Marcatti tem avaliação parecida. Ele relembra casos de altas repentinas, como a valorização do bitcoin após Elon Musk tuitar que sua empresa de carros elétricos, a Tesla, compraria bilhões de dólares na criptomoeda. Asim como a queda igualmente veloz quando o mesmo Musk disse que pararia de negociar devido a preocupações ambientais com o gasto de energia demandado pelo mercado cripto. “É [um mercado] muito dinâmico, você transaciona numa velocidade muito maior, tem negociação todo dia, toda hora, tem um mercado paralelo, um submundo utilizando, o que agrava a situação dos criptoativos. Existem fatores não tão conhecidos do público geral. Então, fica esse efeito manada sobre o que seria o valor correto. Uma hora está na moda e todo mundo compra, outra hora cai 10% e todo mundo vende, um tuíte muda toda a trajetória”, diz.

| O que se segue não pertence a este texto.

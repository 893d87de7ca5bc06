mod common;

use common::*;
use core_api::{reasons, ConditionType, CopyMethod, JobSpec, SourcePhase};
use core_provision::naming::cycle_child;
use core_provision::Role;
use core_runtime::ReplicationEvent;
use core_sync::Action;
use std::time::Duration;

#[tokio::test]
async fn test_continuous_sync_scenario() {
    let h = Harness::new();
    h.create_volume("data", "1Gi").await;
    h.create_source("db", rsync_source("data", None)).await;
    let mut events = h.subscribe();
    let reconciler = h.sources();

    // Pass 1: cycle recorded, snapshot requested, waiting on it
    let action = reconciler.reconcile(NS, "db").await.unwrap();
    assert_eq!(action, Action::Requeue(h.ctx.intervals.snapshot_poll));
    let status = h.source("db").await.status;
    assert_eq!(status.phase, SourcePhase::Snapshotting);
    let cycle = status.cycle.clone().unwrap();
    let snapshot = cycle_child(Role::Source, "db", &cycle.id);
    assert_eq!(cycle.snapshot.as_deref(), Some(snapshot.as_str()));
    assert_eq!(
        status.condition(ConditionType::Synchronizing).unwrap().reason,
        reasons::WAITING_FOR_SNAPSHOT
    );

    // Pass 2: snapshot ready, restored, mover job started
    h.ready_snapshots().await;
    let action = reconciler.reconcile(NS, "db").await.unwrap();
    assert!(matches!(action, Action::Requeue(_)));
    assert_eq!(h.source("db").await.status.phase, SourcePhase::Syncing);
    assert!(h.volume_exists(&snapshot).await);
    assert_eq!(h.jobs().await.len(), 1);

    // Pass 3: job done, cycle completes and the next one is due at once
    h.advance_minutes(3);
    h.finish_jobs().await;
    let action = reconciler.reconcile(NS, "db").await.unwrap();
    assert_eq!(action, Action::Requeue(Duration::ZERO));

    let status = h.source("db").await.status;
    assert_eq!(status.phase, SourcePhase::Idle);
    assert!(status.cycle.is_none());
    assert_eq!(status.last_sync_time, Some(t0() + chrono::Duration::minutes(3)));
    assert_eq!(status.last_sync_duration, Some(180));
    assert_eq!(status.latest_image.as_ref().unwrap().name, snapshot);
    assert!(status.is_condition_true(ConditionType::Reconciled));
    assert!(!status.is_condition_true(ConditionType::Error));

    // Transient children are gone, the image stays
    assert!(h.jobs().await.is_empty());
    assert!(!h.volume_exists(&snapshot).await);
    assert_eq!(h.snapshots("source").await, vec![snapshot]);

    let events = drain(&mut events);
    assert!(matches!(events.first(), Some(ReplicationEvent::SyncStarted { .. })));
    assert!(events
        .iter()
        .any(|e| matches!(e, ReplicationEvent::SyncCompleted { duration_secs: 180, .. })));

    // Continuous: the next pass starts a new cycle right away
    reconciler.reconcile(NS, "db").await.unwrap();
    assert!(h.source("db").await.status.cycle.is_some());
}

#[tokio::test]
async fn test_hourly_schedule_scenario() {
    let h = Harness::new();
    h.create_volume("data", "1Gi").await;
    h.create_source("db", rsync_source("data", schedule("@every 1h"))).await;
    let reconciler = h.sources();

    // Never synced: fires at T0
    reconciler.reconcile(NS, "db").await.unwrap();
    assert!(h.source("db").await.status.cycle.is_some());

    h.ready_snapshots().await;
    reconciler.reconcile(NS, "db").await.unwrap();
    h.finish_jobs().await;

    // Completes at T0+5m, next run an hour after completion
    h.advance_minutes(5);
    let action = reconciler.reconcile(NS, "db").await.unwrap();
    let status = h.source("db").await.status;
    assert_eq!(status.last_sync_time, Some(t0() + chrono::Duration::minutes(5)));
    assert_eq!(status.next_sync_time, Some(t0() + chrono::Duration::minutes(65)));
    assert_eq!(action, Action::Requeue(Duration::from_secs(60 * 60)));

    // T0+30m: nothing to do
    h.advance_minutes(25);
    let action = reconciler.reconcile(NS, "db").await.unwrap();
    assert_eq!(action, Action::Requeue(Duration::from_secs(35 * 60)));
    let status = h.source("db").await.status;
    assert!(status.cycle.is_none());
    assert_eq!(
        status.condition(ConditionType::Synchronizing).unwrap().reason,
        reasons::WAITING_FOR_TRIGGER
    );

    // T0+65m: fires again
    h.advance_minutes(35);
    reconciler.reconcile(NS, "db").await.unwrap();
    assert!(h.source("db").await.status.cycle.is_some());
}

#[tokio::test]
async fn test_unknown_backend_suspends_until_spec_changes() {
    let h = Harness::new();
    h.create_volume("data", "1Gi").await;
    let mut spec = rsync_source("data", None);
    spec.mover = "unknownbackend".to_string();
    h.create_source("db", spec).await;
    let mut events = h.subscribe();
    let reconciler = h.sources();

    let action = reconciler.reconcile(NS, "db").await.unwrap();
    assert_eq!(action, Action::AwaitChange);

    let source = h.source("db").await;
    assert_eq!(source.status.phase, SourcePhase::Error);
    assert_eq!(source.status.suspended_generation, Some(1));
    let error = source.status.condition(ConditionType::Error).unwrap();
    assert_eq!(error.reason, "UnknownMoverKind");
    assert!(source.status.cycle.is_none());
    assert!(h.snapshots("source").await.is_empty());
    assert!(matches!(
        drain(&mut events).as_slice(),
        [ReplicationEvent::ConfigurationError { generation: 1, .. }]
    ));

    // No retry while the generation is unchanged
    h.advance_minutes(30);
    assert_eq!(reconciler.reconcile(NS, "db").await.unwrap(), Action::AwaitChange);
    let again = h.source("db").await;
    assert_eq!(again.metadata.resource_version, source.metadata.resource_version);

    // Fixing the spec resumes work
    h.update_source("db", |spec| spec.mover = "rsync".to_string()).await;
    reconciler.reconcile(NS, "db").await.unwrap();
    let fixed = h.source("db").await;
    assert_eq!(fixed.status.suspended_generation, None);
    assert_eq!(fixed.status.observed_generation, Some(2));
    assert!(fixed.status.cycle.is_some());
    assert!(!fixed.status.is_condition_true(ConditionType::Error));
}

#[tokio::test]
async fn test_incomplete_mover_section_is_permanent() {
    let h = Harness::new();
    h.create_volume("data", "1Gi").await;
    let mut spec = rsync_source("data", None);
    spec.rsync = None;
    h.create_source("db", spec).await;

    let action = h.sources().reconcile(NS, "db").await.unwrap();
    assert_eq!(action, Action::AwaitChange);
    let status = h.source("db").await.status;
    assert_eq!(status.condition(ConditionType::Error).unwrap().reason, "InvalidSpec");
    assert!(status.cycle.is_none());
}

#[tokio::test]
async fn test_missing_source_volume_is_permanent() {
    let h = Harness::new();
    h.create_source("db", rsync_source("nope", None)).await;

    let action = h.sources().reconcile(NS, "db").await.unwrap();
    assert_eq!(action, Action::AwaitChange);
    let status = h.source("db").await.status;
    assert_eq!(status.phase, SourcePhase::Error);
    assert_eq!(
        status.condition(ConditionType::Error).unwrap().reason,
        "InvalidVolumeReference"
    );
    // The cycle is kept and resumes once the spec points at a real volume
    assert!(status.cycle.is_some());
    h.create_volume("data", "1Gi").await;
    h.update_source("db", |spec| spec.source_pvc = "data".to_string()).await;
    h.sources().reconcile(NS, "db").await.unwrap();
    let status = h.source("db").await.status;
    assert_eq!(status.phase, SourcePhase::Snapshotting);
}

#[tokio::test]
async fn test_malformed_schedule_is_permanent() {
    let h = Harness::new();
    h.create_volume("data", "1Gi").await;
    h.create_source("db", rsync_source("data", schedule("every tuesday"))).await;

    assert_eq!(h.sources().reconcile(NS, "db").await.unwrap(), Action::AwaitChange);
    let status = h.source("db").await.status;
    assert_eq!(status.condition(ConditionType::Error).unwrap().reason, "InvalidSchedule");
}

#[tokio::test]
async fn test_retention_keeps_latest_images() {
    let h = Harness::new();
    h.create_volume("data", "1Gi").await;
    let mut spec = rsync_source("data", None);
    spec.retain = Some(2);
    h.create_source("db", spec).await;

    for _ in 0..4 {
        h.advance_minutes(1);
        h.run_source_cycle("db").await;
    }

    let remaining = h.snapshots("source").await;
    assert_eq!(remaining.len(), 2);
    let latest = h.source("db").await.status.latest_image.unwrap();
    assert!(latest.is_snapshot());
    assert!(remaining.contains(&latest.name));
}

#[tokio::test]
async fn test_manual_trigger_fires_once_per_token() {
    let h = Harness::new();
    h.create_volume("data", "1Gi").await;
    h.create_source("db", rsync_source("data", manual("first"))).await;

    let action = h.run_source_cycle("db").await;
    assert_eq!(action, Action::Requeue(h.ctx.intervals.poll));
    assert_eq!(
        h.source("db").await.status.last_manual_sync.as_deref(),
        Some("first")
    );

    // Same token: nothing new
    h.advance_minutes(10);
    let action = h.sources().reconcile(NS, "db").await.unwrap();
    assert_eq!(action, Action::Requeue(h.ctx.intervals.poll));
    assert!(h.source("db").await.status.cycle.is_none());

    // New token: one more cycle
    h.update_source("db", |spec| spec.trigger = manual("second")).await;
    h.run_source_cycle("db").await;
    assert_eq!(
        h.source("db").await.status.last_manual_sync.as_deref(),
        Some("second")
    );
}

#[tokio::test]
async fn test_failed_job_abandons_cycle() {
    let h = Harness::new();
    h.create_volume("data", "1Gi").await;
    h.create_source("db", rsync_source("data", manual("go"))).await;
    let mut events = h.subscribe();
    let reconciler = h.sources();

    reconciler.reconcile(NS, "db").await.unwrap();
    h.ready_snapshots().await;
    reconciler.reconcile(NS, "db").await.unwrap();
    let cycle = h.source("db").await.status.cycle.unwrap();
    let snapshot = cycle.snapshot.clone().unwrap();

    h.fail_jobs().await;
    h.advance_minutes(2);
    let action = reconciler.reconcile(NS, "db").await.unwrap();
    assert_eq!(action, Action::Requeue(h.ctx.intervals.failure_retry));

    let status = h.source("db").await.status;
    assert_eq!(status.phase, SourcePhase::Error);
    assert!(status.cycle.is_none());
    assert_eq!(status.last_failure_time, Some(t0() + chrono::Duration::minutes(2)));
    assert_eq!(status.last_manual_sync.as_deref(), Some("go"));
    assert_eq!(status.suspended_generation, None);
    assert_eq!(status.condition(ConditionType::Error).unwrap().reason, "JobFailed");
    assert!(status.last_sync_time.is_none());

    // Cleanup of the abandoned cycle
    assert!(h.jobs().await.is_empty());
    assert!(!h.volume_exists(&snapshot).await);
    assert!(h.snapshots("source").await.is_empty());

    assert!(drain(&mut events).iter().any(|e| matches!(
        e,
        ReplicationEvent::SyncFailed { cycle_id: Some(id), .. } if *id == cycle.id
    )));

    // The consumed token does not fire again
    reconciler.reconcile(NS, "db").await.unwrap();
    assert!(h.source("db").await.status.cycle.is_none());
}

#[tokio::test]
async fn test_paused_source_does_no_work() {
    let h = Harness::new();
    h.create_volume("data", "1Gi").await;
    let mut spec = rsync_source("data", None);
    spec.paused = true;
    h.create_source("db", spec).await;

    let action = h.sources().reconcile(NS, "db").await.unwrap();
    assert_eq!(action, Action::AwaitChange);
    let status = h.source("db").await.status;
    assert!(status.cycle.is_none());
    let sync = status.condition(ConditionType::Synchronizing).unwrap();
    assert_eq!(sync.reason, reasons::PAUSED);
    assert!(h.snapshots("source").await.is_empty());
}

#[tokio::test]
async fn test_pausing_suspends_running_job() {
    let h = Harness::new();
    h.create_volume("data", "1Gi").await;
    h.create_source("db", rsync_source("data", None)).await;
    let reconciler = h.sources();

    reconciler.reconcile(NS, "db").await.unwrap();
    h.ready_snapshots().await;
    reconciler.reconcile(NS, "db").await.unwrap();
    assert_eq!(h.jobs().await[0].spec.parallelism, 1);

    h.update_source("db", |spec| spec.paused = true).await;
    assert_eq!(reconciler.reconcile(NS, "db").await.unwrap(), Action::AwaitChange);

    let jobs = h.jobs().await;
    assert_eq!(jobs.len(), 1);
    assert_eq!(jobs[0].spec.parallelism, 0);
    assert_eq!(h.source("db").await.status.phase, SourcePhase::Syncing);

    // Unpausing resumes the same job
    h.update_source("db", |spec| spec.paused = false).await;
    reconciler.reconcile(NS, "db").await.unwrap();
    let resumed = h.jobs().await;
    assert_eq!(resumed[0].metadata.name, jobs[0].metadata.name);
    assert_eq!(resumed[0].spec.parallelism, 1);
}

#[tokio::test]
async fn test_direct_copy_reads_source_volume() {
    let h = Harness::new();
    h.create_volume("data", "1Gi").await;
    let mut spec = rsync_source("data", None);
    spec.volume.copy_method = CopyMethod::Direct;
    h.create_source("db", spec).await;

    h.sources().reconcile(NS, "db").await.unwrap();
    let status = h.source("db").await.status;
    assert_eq!(status.phase, SourcePhase::Syncing);
    assert_eq!(
        status.cycle.unwrap().working_volume.as_deref(),
        Some("data")
    );
    let job = &h.jobs().await[0];
    assert!(job
        .spec
        .volumes
        .iter()
        .any(|v| v.claim_name.as_deref() == Some("data") && v.read_only));

    h.finish_jobs().await;
    h.sources().reconcile(NS, "db").await.unwrap();
    let status = h.source("db").await.status;
    assert!(status.latest_image.is_none());
    // The source volume is never released
    assert!(h.volume_exists("data").await);
}

#[tokio::test]
async fn test_clone_copy_uses_temporary_volume() {
    let h = Harness::new();
    h.create_volume("data", "5Gi").await;
    let mut spec = rsync_source("data", None);
    spec.volume.copy_method = CopyMethod::Clone;
    h.create_source("db", spec).await;

    h.sources().reconcile(NS, "db").await.unwrap();
    let cycle = h.source("db").await.status.cycle.unwrap();
    let clone = cycle.working_volume.clone().unwrap();
    assert_eq!(clone, cycle_child(Role::Source, "db", &cycle.id));

    let volume = h
        .client
        .get::<core_api::VolumeSpec>(NS, &clone)
        .await
        .unwrap()
        .unwrap();
    assert_eq!(volume.spec.capacity.as_deref(), Some("5Gi"));
    assert_eq!(volume.spec.data_source.unwrap().name, "data");

    h.finish_jobs().await;
    h.sources().reconcile(NS, "db").await.unwrap();
    assert!(!h.volume_exists(&clone).await);
    assert!(h.source("db").await.status.cycle.is_none());
}

#[tokio::test]
async fn test_deleted_source_is_ignored() {
    let h = Harness::new();
    assert_eq!(h.sources().reconcile(NS, "gone").await.unwrap(), Action::AwaitChange);
    assert!(h.client.list::<JobSpec>(Some(NS)).await.unwrap().is_empty());
}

Lage recorda que a situação não é nova após a internet se popularizar como forma de novos negócios: no início dos anos 2000, uma bolha das empresas .com se formou. O especialista compara os dois momentos. Segundo ele, as empresas viáveis daquela época permaneceram após a bolha estourar. “A criptomoeda é quase como o mercado de ações dos anos 2000, como tinha com a Amazon e o Google daquela época. Um mercado ainda extremamente novo, pouco maduro, com porcentagem baixa da população mundial envolvido nela. Muita gente é leiga para entender do que se trata. A gente vai ter essas variações enquanto o mercado não criar essa maturidade”, projeta. A maturidade seria o bitcoin, o ethereum e outras criptomoedas passarem a ser utilizadas como meios de trocas comuns na sociedade.